Alan Sepinwall, writing for HitFix, speculated that "Fly" may be "the best bottle show ever" and remarked in the subtitle of his review that the budget-saving approach ended up leading to "an instant classic". Emma Dibdin of Digital Spy, Kathryn Kernohan of Junkee, and Kaitlin Thomas of TV.com have all ranked it among the show's best episodes. In 2013, Matt Zoller Seitz, writing for Vulture, named "Fly" the greatest episode of the entire series, calling it a "perfect Breaking Bad episode and a perfect hour of television". The same year, it was ranked fifth in Entertainment Weeklys ranking of all 62 episodes from best-to-worst, with Darren Franich writing, "Some people despise 'Fly' for its artsy pretensions and its go-nowhere plot arc. Others frankly think it belongs much higher on this list. But we can all agree that 'Fly' is one of the great bottle episodes of the new golden age of TV." Ian Sandwell named this episode as number one best bottle episode.

However, Tasha Robinson of The A.V. Club argued that the episode presents "a vision of Walt that did not in any way coincide with the mental image I'd built of him over the course of the series, as a self-justifying, angry man who could be a real badass when required: Instead, we have to see him as irrational and petty to the point of rank stupidity, taking moronic action after action that clearly risks his safety and well-being ... all to catch a fly." Robinson "hated it", writing about the episode for an article in which numerous writers for the site discussed what they thought were the weakest episodes of great shows.

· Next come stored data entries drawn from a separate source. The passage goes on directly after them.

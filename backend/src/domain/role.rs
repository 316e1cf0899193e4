//! Role reference entity.
//!
//! Roles are read-only from the application's perspective: migrations seed
//! them and registration only looks one up by name.

use std::fmt;

use serde::{Deserialize, Serialize};

/// Name of the role assigned to every self-registered account.
pub const USER_ROLE: &str = "user";

/// Name of the administrative role.
pub const ADMIN_ROLE: &str = "admin";

/// Database identifier of a role.
#[derive(Debug, Clone, Copy, PartialEq, Eq, Hash, Serialize, Deserialize)]
#[serde(transparent)]
pub struct RoleId(i32);

impl RoleId {
    /// Wrap a raw role identifier.
    pub const fn new(id: i32) -> Self {
        Self(id)
    }

    /// Raw identifier as stored in the database.
    pub const fn get(self) -> i32 {
        self.0
    }
}

impl fmt::Display for RoleId {
    fn fmt(&self, f: &mut fmt::Formatter<'_>) -> fmt::Result {
        write!(f, "{}", self.0)
    }
}

/// Labelled role record.
#[derive(Debug, Clone, PartialEq, Eq, Serialize, Deserialize)]
pub struct Role {
    id: RoleId,
    name: String,
}

impl Role {
    /// Build a role from its identifier and name.
    pub fn new(id: RoleId, name: impl Into<String>) -> Self {
        Self {
            id,
            name: name.into(),
        }
    }

    /// Role identifier.
    pub fn id(&self) -> RoleId {
        self.id
    }

    /// Role name, e.g. `user`.
    pub fn name(&self) -> &str {
        self.name.as_str()
    }
}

In 2016, The Guardian named the episode on its list of the best hour of television ever. In 2019, The Ringer ranked "Fly" as the 14th best out of the 62 total Breaking Bad episodes, and Vulture ranked it 15th overall. That same year, MovieWeb stated that some consider it to be the worst episode of the series simply because it is a bottle episode. Again in 2019, Business Insider stated that it was the "most-hated" episode of the series.

In 2025, Collider said it was "the most polarizing episode" of the series, and opined that it was not essential to the overall plot, comparing it to an episode of a sitcom: "On paper, the episode is supposed to be a clever metaphor about control, guilt, and a man on the verge of breaking down. But in reality, it's 47 minutes of two grown men trying to swat a fly. You could skip the episode entirely and not miss a beat in the story or character arcs." That same year, Screen Rant stated the opinion that the episode was controversial among fans of the series due to heightened expectations regarding plot points due to the raising of stakes in the preceding episodes.